Et ce que je vis me remplit de joie : l’ondulation de la perruque contre ma joue, les mains de mon beau-père me serrant contre lui, me voir bien cambrée bouger sous ses coups de reins, offerte, je me sentais belle et si féminine !

Tout à coup, il m’agrippa les épaules, son va et vient devient énergique et je dû me tenir fermement au bord du lavabo pour encaisse ses ruades. Il marmonnait des « je t’aime, comme je t’aime », « tu es tellement belle et désirable et si inaccessible… cela me rends fou ».

J’étais en érection, j’avais envie de me toucher et glissa donc ma main sous le panty et la culotte pour titiller mon gland. Mon père gémit il eut deux ou trois spasmes et un liquide chaud ruissela entre mes jambes. Il avait joui contre moi, ce fut le bonheur, ma consécration en tant que fille car un homme venait de me jouir dessus.

Il remonta son pantalon, et sorti de la salle de bain me laissant seule, Je n’avais pas joui mais la vue de la coulée de sperme sur l’intérieur de mes cuisses me donna envie d’y gouté, comme maman sans doute je connaissais maintenant le goût de son sperme et j’aime ça. Je me branlais et avec l’autre main je raclais tout le sperme de mon père pour l’avaler avidement. Pendant que mon orgasme arrivait, je gémi sans retenue exagérant à peine en espérant qu’il m’entende, à mon tour je souillais le panty de maman.

Me voilà comblé, mais la réalité reprit ses droits et avec elle la peur que mon père ait honte de lui maintenant, et qu’il ne recommencerait plus. Non ! Pensais-je, encore. Mais que lui dire et comment oser le lui dire ? C’est alors que je me souvins que maman avait de temps en temps un geste tendre à son égard, elle l’embrassait au coin de la bouche.

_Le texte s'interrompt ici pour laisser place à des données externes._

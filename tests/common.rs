//! tests/common.rs
//! In-memory ZIP fixtures and record locators shared across test files.
//!
//! Archives are built deterministically: stored entries (method 0), fixed
//! timestamps, explicit little-endian fields, Zip32 only. The sized
//! layout writes CRC and sizes in the local header; the deferred layout
//! zeroes them, sets flag bit 3 and appends a data descriptor after the
//! payload.

#![allow(dead_code)] // each test file uses a different subset

pub const LFH_MAGIC: [u8; 4] = [0x50, 0x4B, 0x03, 0x04];
pub const CFH_MAGIC: [u8; 4] = [0x50, 0x4B, 0x01, 0x02];
pub const ECD_MAGIC: [u8; 4] = [0x50, 0x4B, 0x05, 0x06];
pub const DD_MAGIC: [u8; 4] = [0x50, 0x4B, 0x07, 0x08];

/// Fixed DOS mod time/date used by every fixture entry.
pub const FIXTURE_DOS_TIME: u16 = 0x6B32;
pub const FIXTURE_DOS_DATE: u16 = 0x5A21;

#[derive(Clone)]
pub struct Entry {
    pub name: &'static str,
    pub payload: Vec<u8>,
    pub extra: Vec<u8>,
}

impl Entry {
    pub fn new(name: &'static str, payload: &[u8]) -> Self {
        Self {
            name,
            payload: payload.to_vec(),
            extra: Vec::new(),
        }
    }

    pub fn with_extra(name: &'static str, payload: &[u8], extra: &[u8]) -> Self {
        Self {
            name,
            payload: payload.to_vec(),
            extra: extra.to_vec(),
        }
    }
}

/// How entry sizes are recorded.
#[derive(Clone, Copy, PartialEq, Eq)]
pub enum Layout {
    /// CRC and sizes in the local header, no data descriptor.
    Sized,
    /// Flag bit 3: zeroed local fields, descriptor after the payload.
    Deferred { signed_descriptor: bool },
}

/// CRC-32 (reversed polynomial 0xEDB88320) over `data`.
pub fn crc32(data: &[u8]) -> u32 {
    let mut crc = 0xFFFF_FFFFu32;
    for &b in data {
        crc ^= u32::from(b);
        for _ in 0..8 {
            crc = if crc & 1 != 0 {
                (crc >> 1) ^ 0xEDB8_8320
            } else {
                crc >> 1
            };
        }
    }
    !crc
}

pub fn build_archive(entries: &[Entry], layout: Layout, comment: &[u8]) -> Vec<u8> {
    let deferred = matches!(layout, Layout::Deferred { .. });
    let flags: u16 = if deferred { 0x0008 } else { 0x0000 };

    let mut out = Vec::new();
    let mut cd = Vec::new();
    for entry in entries {
        let crc = crc32(&entry.payload);
        let size = entry.payload.len() as u32;
        let local_offset = out.len() as u32;

        out.extend_from_slice(&LFH_MAGIC);
        out.extend_from_slice(&20u16.to_le_bytes());
        out.extend_from_slice(&flags.to_le_bytes());
        out.extend_from_slice(&0u16.to_le_bytes()); // stored
        out.extend_from_slice(&FIXTURE_DOS_TIME.to_le_bytes());
        out.extend_from_slice(&FIXTURE_DOS_DATE.to_le_bytes());
        if deferred {
            out.extend_from_slice(&[0u8; 12]);
        } else {
            out.extend_from_slice(&crc.to_le_bytes());
            out.extend_from_slice(&size.to_le_bytes());
            out.extend_from_slice(&size.to_le_bytes());
        }
        out.extend_from_slice(&(entry.name.len() as u16).to_le_bytes());
        out.extend_from_slice(&(entry.extra.len() as u16).to_le_bytes());
        out.extend_from_slice(entry.name.as_bytes());
        out.extend_from_slice(&entry.extra);
        out.extend_from_slice(&entry.payload);
        if let Layout::Deferred { signed_descriptor } = layout {
            if signed_descriptor {
                out.extend_from_slice(&DD_MAGIC);
            }
            out.extend_from_slice(&crc.to_le_bytes());
            out.extend_from_slice(&size.to_le_bytes());
            out.extend_from_slice(&size.to_le_bytes());
        }

        cd.extend_from_slice(&CFH_MAGIC);
        cd.extend_from_slice(&20u16.to_le_bytes()); // version made by
        cd.extend_from_slice(&20u16.to_le_bytes()); // version needed
        cd.extend_from_slice(&flags.to_le_bytes());
        cd.extend_from_slice(&0u16.to_le_bytes());
        cd.extend_from_slice(&FIXTURE_DOS_TIME.to_le_bytes());
        cd.extend_from_slice(&FIXTURE_DOS_DATE.to_le_bytes());
        cd.extend_from_slice(&crc.to_le_bytes());
        cd.extend_from_slice(&size.to_le_bytes());
        cd.extend_from_slice(&size.to_le_bytes());
        cd.extend_from_slice(&(entry.name.len() as u16).to_le_bytes());
        cd.extend_from_slice(&(entry.extra.len() as u16).to_le_bytes());
        cd.extend_from_slice(&0u16.to_le_bytes()); // comment length
        cd.extend_from_slice(&0u16.to_le_bytes()); // disk start
        cd.extend_from_slice(&0u16.to_le_bytes()); // internal attrs
        cd.extend_from_slice(&0u32.to_le_bytes()); // external attrs
        cd.extend_from_slice(&local_offset.to_le_bytes());
        cd.extend_from_slice(entry.name.as_bytes());
        cd.extend_from_slice(&entry.extra);
    }

    let cd_offset = out.len() as u32;
    out.extend_from_slice(&cd);
    out.extend_from_slice(&ECD_MAGIC);
    out.extend_from_slice(&0u16.to_le_bytes());
    out.extend_from_slice(&0u16.to_le_bytes());
    out.extend_from_slice(&(entries.len() as u16).to_le_bytes());
    out.extend_from_slice(&(entries.len() as u16).to_le_bytes());
    out.extend_from_slice(&(cd.len() as u32).to_le_bytes());
    out.extend_from_slice(&cd_offset.to_le_bytes());
    out.extend_from_slice(&(comment.len() as u16).to_le_bytes());
    out.extend_from_slice(comment);
    out
}

pub fn stored_archive(entries: &[Entry]) -> Vec<u8> {
    build_archive(entries, Layout::Sized, b"")
}

pub fn deferred_archive(entries: &[Entry]) -> Vec<u8> {
    build_archive(
        entries,
        Layout::Deferred {
            signed_descriptor: true,
        },
        b"",
    )
}

pub fn read_u16(bytes: &[u8], at: usize) -> u16 {
    u16::from_le_bytes([bytes[at], bytes[at + 1]])
}

pub fn read_u32(bytes: &[u8], at: usize) -> u32 {
    u32::from_le_bytes([bytes[at], bytes[at + 1], bytes[at + 2], bytes[at + 3]])
}

/// Positions of every occurrence of `magic` in `bytes`.
pub fn find_all(bytes: &[u8], magic: [u8; 4]) -> Vec<usize> {
    bytes
        .windows(4)
        .enumerate()
        .filter(|(_, w)| *w == magic)
        .map(|(i, _)| i)
        .collect()
}

/// Position of the sole occurrence of `magic`, panicking otherwise.
pub fn find_one(bytes: &[u8], magic: [u8; 4]) -> usize {
    let hits = find_all(bytes, magic);
    assert_eq!(hits.len(), 1, "expected exactly one {magic:02x?}");
    hits[0]
}

/// Walk an archive whose local headers carry their sizes (no data
/// descriptors) and return the offset of every local header plus the
/// offset where the central directory starts. Scanning by structure
/// avoids false matches on magic bytes inside enciphered payloads.
pub fn walk_local_headers(archive: &[u8]) -> (Vec<usize>, usize) {
    let mut offsets = Vec::new();
    let mut pos = 0;
    while archive[pos..pos + 4] == LFH_MAGIC {
        offsets.push(pos);
        let csize = read_u32(archive, pos + 18) as usize;
        let name_len = read_u16(archive, pos + 26) as usize;
        let extra_len = read_u16(archive, pos + 28) as usize;
        pos += 30 + name_len + extra_len + csize;
    }
    (offsets, pos)
}

/// Walk the central directory starting at `cd_start`, returning the
/// offset of each central header.
pub fn walk_central_directory(archive: &[u8], cd_start: usize) -> Vec<usize> {
    let mut offsets = Vec::new();
    let mut pos = cd_start;
    while archive[pos..pos + 4] == CFH_MAGIC {
        offsets.push(pos);
        let name_len = read_u16(archive, pos + 28) as usize;
        let extra_len = read_u16(archive, pos + 30) as usize;
        let comment_len = read_u16(archive, pos + 32) as usize;
        pos += 46 + name_len + extra_len + comment_len;
    }
    assert_eq!(archive[pos..pos + 4], ECD_MAGIC, "directory must end at the end record");
    offsets
}

/// Build a ZipCrypto-protected archive the way a *streaming* producer
/// would: flag bit 3 kept set, sizes deferred to signed data descriptors,
/// the encryption-header check byte taken from the mod time. This is the
/// input shape the decrypter's data-descriptor path exists for; our own
/// encrypter never produces it.
///
/// With `valid_check` false the check byte is deliberately wrong, for
/// strict-mode tests. Header filler bytes are fixed, so the output is
/// deterministic.
pub fn streamed_protected_archive(
    entries: &[Entry],
    password: &str,
    valid_check: bool,
) -> Vec<u8> {
    use zipcrypt_rs::crypto::KeyState;

    let flags: u16 = 0x0008 | 0x0001;
    let password_keys = KeyState::from_password(password.as_bytes());
    let check_byte = if valid_check {
        (FIXTURE_DOS_TIME >> 8) as u8
    } else {
        !(FIXTURE_DOS_TIME >> 8) as u8
    };

    let mut out = Vec::new();
    let mut offsets = Vec::new();
    for entry in entries {
        let crc = crc32(&entry.payload);
        let size = entry.payload.len() as u32;
        offsets.push(out.len() as u32);

        out.extend_from_slice(&LFH_MAGIC);
        out.extend_from_slice(&20u16.to_le_bytes());
        out.extend_from_slice(&flags.to_le_bytes());
        out.extend_from_slice(&0u16.to_le_bytes());
        out.extend_from_slice(&FIXTURE_DOS_TIME.to_le_bytes());
        out.extend_from_slice(&FIXTURE_DOS_DATE.to_le_bytes());
        out.extend_from_slice(&[0u8; 12]);
        out.extend_from_slice(&(entry.name.len() as u16).to_le_bytes());
        out.extend_from_slice(&(entry.extra.len() as u16).to_le_bytes());
        out.extend_from_slice(entry.name.as_bytes());
        out.extend_from_slice(&entry.extra);

        let mut keys = password_keys.clone();
        let mut header = [0x5Au8; 12];
        header[11] = check_byte;
        for b in header {
            out.push(keys.encrypt_byte(b));
        }
        for &b in &entry.payload {
            out.push(keys.encrypt_byte(b));
        }

        out.extend_from_slice(&DD_MAGIC);
        out.extend_from_slice(&crc.to_le_bytes());
        out.extend_from_slice(&(size + 12).to_le_bytes());
        out.extend_from_slice(&size.to_le_bytes());
    }

    let cd_offset = out.len() as u32;
    let mut cd_len = 0usize;
    for (entry, local_offset) in entries.iter().zip(&offsets) {
        let crc = crc32(&entry.payload);
        let size = entry.payload.len() as u32;
        out.extend_from_slice(&CFH_MAGIC);
        out.extend_from_slice(&20u16.to_le_bytes());
        out.extend_from_slice(&20u16.to_le_bytes());
        out.extend_from_slice(&flags.to_le_bytes());
        out.extend_from_slice(&0u16.to_le_bytes());
        out.extend_from_slice(&FIXTURE_DOS_TIME.to_le_bytes());
        out.extend_from_slice(&FIXTURE_DOS_DATE.to_le_bytes());
        out.extend_from_slice(&crc.to_le_bytes());
        out.extend_from_slice(&(size + 12).to_le_bytes());
        out.extend_from_slice(&size.to_le_bytes());
        out.extend_from_slice(&(entry.name.len() as u16).to_le_bytes());
        out.extend_from_slice(&(entry.extra.len() as u16).to_le_bytes());
        out.extend_from_slice(&0u16.to_le_bytes());
        out.extend_from_slice(&0u16.to_le_bytes());
        out.extend_from_slice(&0u16.to_le_bytes());
        out.extend_from_slice(&0u32.to_le_bytes());
        out.extend_from_slice(&local_offset.to_le_bytes());
        out.extend_from_slice(entry.name.as_bytes());
        out.extend_from_slice(&entry.extra);
        cd_len += 46 + entry.name.len() + entry.extra.len();
    }

    out.extend_from_slice(&ECD_MAGIC);
    out.extend_from_slice(&0u16.to_le_bytes());
    out.extend_from_slice(&0u16.to_le_bytes());
    out.extend_from_slice(&(entries.len() as u16).to_le_bytes());
    out.extend_from_slice(&(entries.len() as u16).to_le_bytes());
    out.extend_from_slice(&(cd_len as u32).to_le_bytes());
    out.extend_from_slice(&cd_offset.to_le_bytes());
    out.extend_from_slice(&0u16.to_le_bytes());
    out
}

/// Deterministic filler bytes for large payloads.
pub fn filler(len: usize) -> Vec<u8> {
    let mut state = 0x2545_F491u32;
    (0..len)
        .map(|_| {
            state = state.wrapping_mul(747796405).wrapping_add(2891336453);
            (state >> 24) as u8
        })
        .collect()
}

Tremblante, je sorti de la salle de bain et le rejoignis dans la cuisine, il était face au frigo, j’avançais vite vers lui pour ne pas lui laisser le temps de se retourner et je déposai rapidement un baiser sur le coin de ses lèvres et m’enfuir aussitôt vers la salle de bain pour me changer et tout remettre dans le panier de linge sale, y compris le panty souillé par nos spermes.

Même si moralement l'attitude de mon beau-père est discutable
et que cette aventure ne fût pas la seule, Je lui en serais toujours reconnaissante car il a révélé la profondeur de mon envie d'être quelque part une femme.